During the 17th century, several discoveries tipped in favor of scientific meteorology. A device to measure temperature was invented by Galileo Galilei and the factor that atmospheric pressure was linked to altitude was discovered by Blaise Pascal. The invention of barometer by EvangelistaA Torricelli is significantly the most important discovery. It is still in use today which indicates atmospheric pressure changes that are linked with the future weather changes.
There are also other methods which have been evolved. Meteorology is a lot related with cycles and their analysis which was what Fernando II de Medici wanted to prove. He carried out a very determined program in 1654 for recording weather patterns in different European cities with a view to compile data and make their analysis. Other breakthroughs were followed in the 18th century and science was taken to a new level. A modern mercury based thermometer was invented by Gabriel Fahrenheit.

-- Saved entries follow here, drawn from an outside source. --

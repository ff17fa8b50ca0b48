// BeatSync - Library exports for tests and benchmarks

pub mod audio;
pub mod messaging;
pub mod sync;

// Re-export commonly used types for convenience
pub use audio::playhead::{PlaybackPosition, SharedPlayhead};
pub use messaging::beat::BeatEvent;
pub use messaging::channels::{create_beat_channel, create_notification_channel};
pub use messaging::notification::{Notification, NotificationCategory, NotificationLevel};
pub use sync::{
    BeatScheduler, Bpm, DriftLevel, FlashController, FlashEvent, FlashFrame, FlashLevel,
    FlashPattern, SyncError, SyncResult,
};
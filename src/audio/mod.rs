// Audio module - the playback clock seam the sync engine reads

pub mod playhead;

pub use playhead::{PlaybackPosition, SharedPlayhead};
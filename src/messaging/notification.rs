// Notification system for surfacing runtime events to the UI

use std::time::{SystemTime, UNIX_EPOCH};

/// Severity of a notification
#[derive(Debug, Clone, Copy, PartialEq, Eq)]
pub enum NotificationLevel {
    Info,
    Warning,
    Error,
}

/// Notification category
#[derive(Debug, Clone, Copy, PartialEq, Eq)]
pub enum NotificationCategory {
    Sync,
    Flash,
    Audio,
    Generic,
}

/// Notification with timestamp and metadata
#[derive(Debug, Clone)]
pub struct Notification {
    pub level: NotificationLevel,
    pub category: NotificationCategory,
    pub message: String,
    pub timestamp: u64, // Unix timestamp in milliseconds
}

impl Notification {
    /// Create a new notification stamped with the current time
    pub fn new(level: NotificationLevel, category: NotificationCategory, message: String) -> Self {
        let timestamp = SystemTime::now()
            .duration_since(UNIX_EPOCH)
            .unwrap_or_default()
            .as_millis() as u64;

        Self {
            level,
            category,
            message,
            timestamp,
        }
    }

    /// Helper for an Info notification
    pub fn info(category: NotificationCategory, message: String) -> Self {
        Self::new(NotificationLevel::Info, category, message)
    }

    /// Helper for a Warning notification
    pub fn warning(category: NotificationCategory, message: String) -> Self {
        Self::new(NotificationLevel::Warning, category, message)
    }

    /// Helper for an Error notification
    pub fn error(category: NotificationCategory, message: String) -> Self {
        Self::new(NotificationLevel::Error, category, message)
    }

    /// Whether the notification is younger than N milliseconds
    pub fn is_recent(&self, max_age_ms: u64) -> bool {
        let now = SystemTime::now()
            .duration_since(UNIX_EPOCH)
            .unwrap_or_default()
            .as_millis() as u64;

        now.saturating_sub(self.timestamp) < max_age_ms
    }
}
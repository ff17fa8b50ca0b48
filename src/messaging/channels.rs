// Communication channels lock-free

use crate::messaging::beat::BeatEvent;
use crate::messaging::notification::Notification;
use ringbuf::{HeapRb, traits::Split};

pub type BeatProducer = ringbuf::HeapProd<BeatEvent>;
pub type BeatConsumer = ringbuf::HeapCons<BeatEvent>;

pub fn create_beat_channel(capacity: usize) -> (BeatProducer, BeatConsumer) {
    let rb = HeapRb::<BeatEvent>::new(capacity);
    rb.split()
}

pub type NotificationProducer = ringbuf::HeapProd<Notification>;
pub type NotificationConsumer = ringbuf::HeapCons<Notification>;

pub fn create_notification_channel(
    capacity: usize,
) -> (NotificationProducer, NotificationConsumer) {
    let rb = HeapRb::<Notification>::new(capacity);
    rb.split()
}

When the theory of thermodynamics and atmospheric pressures were adapted, no real changes were important for understanding meteorology. In recent times, focus has been given on meteorological tools for its improvement and attaining better accuracy results. A tremendous boost was given to meteorology because of the technology in two ways. The first is the ability to communicate results and analysis with timing, it was made possible due to the invention of telegraph. The second is the ability of probing skies with using balloons, satellites and radars.
Meteorology is a part of our everyday lives. People are kept updated about the changing weather with dedicated channels and mobile devices. The science is still progressing and is an important element of the economy with many industries like agriculture and civil aviation depending on it.